Chances are that they sell this kind of wood because the wider, better kinds are no longer available--because the trees themselves are no longer there, having been logged out; or because of import and transportation restrictions; or because it's simply cheaper to sell standardized sizes of middling-quality wood.

I've spent some time around people who build wooden boats, and even they are having trouble getting some of the top-quality wood, which has prices to reflect that.

by Mnemosyne on Fri Jun 5th, 2009 at 10:46:04 PM EST
The examples of handcraft versus machine craft are far too many. In the case of metals, rotary machine polishing cannot compete with hand burnishing. Reflectivity and hardness, no contest! The craftsman of a menuke, for example can polish uniformally in the the most inaccessible corners of the object with  files, dedicated kisage's and particular wood carbons. Try to find a scratch there! Or invent a machine that can outdo the human eye and hand on that.

As for the future, there is plenty of cross-pollination. Modern metalcrafts borrows wholehand from advances in dentistry, just as sculpture from developments in aerospatial technology. The bronze cattle crossing downtown Dallas were made in Rawlins, Wyoming using ceramic investment material originally developed for NASA (Rolls Royce in there).

by de Gondi (publiobestia aaaatttthotmaildaughtusual) on Sun Jun 7th, 2009 at 05:11:20 AM EST
There are a number of lumber yards near me that cater to people needing specialized wood.

Some of your examples are examples where the purchaser is a "professional" class (or you masquerading as a pro-class), and expects something outside of the mass-produced norm. The wood and veneer, for example. I'm not sure how this fits in the 'slow work' thesis: this is simply work that hasn't been made efficient yet, because the market will bear a higher cost and slower turnaround times.

To reflect my earlier comment I would also argue that other examples are a case of buying art instead of a commodity good.

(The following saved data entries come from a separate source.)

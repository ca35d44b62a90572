//! Turn and termination state machine for the grid game

use serde::{Deserialize, Serialize};

use super::{
    board::{Board, Player},
    lines::LineAnalyzer,
};
use crate::types::{BOARD_SIZE, Position};

/// A move in the game
#[derive(Debug, Clone, Copy, PartialEq, Eq, Hash, Serialize, Deserialize)]
pub struct Move {
    pub position: Position,
    pub player: Player,
}

/// Outcome of a game
#[derive(Debug, Clone, Copy, PartialEq, Eq, Hash, Serialize, Deserialize)]
pub enum Outcome {
    Win(Player),
    Draw,
}

/// The grid game state machine.
///
/// Holds the board, the move log, and the explicit phase: `outcome` is
/// `None` while the game is in progress and becomes `Some` exactly once,
/// either when a move completes a line or when the ninth move fills the
/// board without one. The player to move is derived from the parity of the
/// turn count: even counts are `X`, odd counts are `O`.
#[derive(Debug, Clone)]
pub struct GridGame {
    board: Board,
    turn_count: usize,
    moves: Vec<Move>,
    outcome: Option<Outcome>,
}

impl GridGame {
    /// Create a new game with an empty board and `X` to move.
    pub fn new() -> Self {
        GridGame {
            board: Board::new(),
            turn_count: 0,
            moves: Vec::new(),
            outcome: None,
        }
    }

    /// The current board.
    pub fn board(&self) -> &Board {
        &self.board
    }

    /// Number of accepted moves so far (0-9).
    pub fn turn_count(&self) -> usize {
        self.turn_count
    }

    /// Whose turn it is, by turn-count parity.
    pub fn to_move(&self) -> Player {
        if self.turn_count.is_multiple_of(2) {
            Player::X
        } else {
            Player::O
        }
    }

    /// The accepted moves in order.
    pub fn moves(&self) -> &[Move] {
        &self.moves
    }

    /// The final outcome, or `None` while the game is in progress.
    pub fn outcome(&self) -> Option<Outcome> {
        self.outcome
    }

    /// Whether the game has reached a terminal state.
    pub fn is_complete(&self) -> bool {
        self.outcome.is_some()
    }

    /// Whether a validated position is currently a legal move.
    ///
    /// Range is already guaranteed by [`Position`]; the only remaining
    /// legality condition is that the cell is vacant.
    pub fn is_legal(&self, position: Position) -> bool {
        self.board.is_vacant(position)
    }

    /// Play the current player's mark at a position.
    ///
    /// The position must have passed [`GridGame::is_legal`]; like the board
    /// itself, this method separates mutation from validation and does not
    /// re-check occupancy. The mover's lines are checked before the draw
    /// condition, so a winning ninth move is reported as a win, never as a
    /// draw.
    ///
    /// Returns the outcome reached by this move, or `None` if the game
    /// continues.
    ///
    /// # Errors
    ///
    /// Returns [`crate::Error::GameComplete`] if the game already has an
    /// outcome.
    pub fn apply(&mut self, position: Position) -> Result<Option<Outcome>, crate::Error> {
        if self.outcome.is_some() {
            return Err(crate::Error::GameComplete);
        }
        debug_assert!(
            self.is_legal(position),
            "move {position} reached apply without validation"
        );

        let player = self.to_move();
        self.board.place(position, player);
        self.moves.push(Move { position, player });
        self.turn_count += 1;

        if LineAnalyzer::has_won(self.board.cells(), player) {
            self.outcome = Some(Outcome::Win(player));
        } else if self.turn_count == BOARD_SIZE {
            self.outcome = Some(Outcome::Draw);
        }

        Ok(self.outcome)
    }
}

impl Default for GridGame {
    fn default() -> Self {
        Self::new()
    }
}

In such a case, you are effectively patronizing an artist -- the recorder manufacturer above is a good example -- to get a certain style/result that you like. For example, you can buy a passable quilt from K-Mart for $25 (in fact I have one and it is serviceable and reasonably attractive) vs $1000 for a hand-made one which is made with more creativity and individuality. (Or free if it happens to be made by your mother.)

You might be interested in Kevin Kelly's writings. This essay feels REALLY relevant:
Better than Free

Haven't read this yet but it may be apropos:
New Rules (blog)

by acf on Wed Jun 10th, 2009 at 12:31:09 PM EST
One of the problems my adventures illustrate is the limited scope we have for purchasing non-mass produced items.

I'll give a more modest example, to show that there could be change given the right conditions.

When I was growing up everyone went to the local butcher who got in sides of beef (or whatever) and then prepared them in accordance with his customer's wishes. Typically almost nothing would be cut up in advance. If you wanted ground meat you picked a piece and he put it in a grinder right before your eyes.

Being a butcher was a skilled trade, lots of people were needed. Now meat is cut up into standard portions in huge factories by unskilled workers doing repetitive and dangerous tasks. Ground beef is prepared in huge batches so that when one bad cow gets into the process hundreds of people can be affected and millions of pounds need to be recalled.

With local butchering we get a better level of work for those so employed, we get more satisfied customers and we get a better product. It is not even clear that the current technique yields cheaper items for sale. What it does yield is huge profits for a handful of meat packing firms which dominate the industry.

Policies not Politics
---- Daily Landscape

by rdf (robert.feinman@gmail.com) on Wed Jun 10th, 2009 at 12:46:48 PM EST
[ Parent ]
This is still standard for butchers and fish in Spain, even in supermarkets (which also sell pre-cut, pre-packaged products).

The brainless should not be in banking. — Willem Buiter
by Carrie (migeru at eurotrib dot com) on Wed Jun 10th, 2009 at 12:50:32 PM EST
[ Parent ]
rdf, just because there are pre-cut and pre-packaged meats available in supermarkets, it doesn't mean that there are no alternatives.  I don't buy beef, but when I've bought chicken or salmon at Whole Foods, they are happy to cut it up to my preferences.  And there are 3 "butchers" or meat markets in my neighborhood.  Of course even then there is the possibility of contamination, but I think far less so, since they generally have a close relationship with their suppliers.  I think it is the factory farming and fast food joints that pose the danger.  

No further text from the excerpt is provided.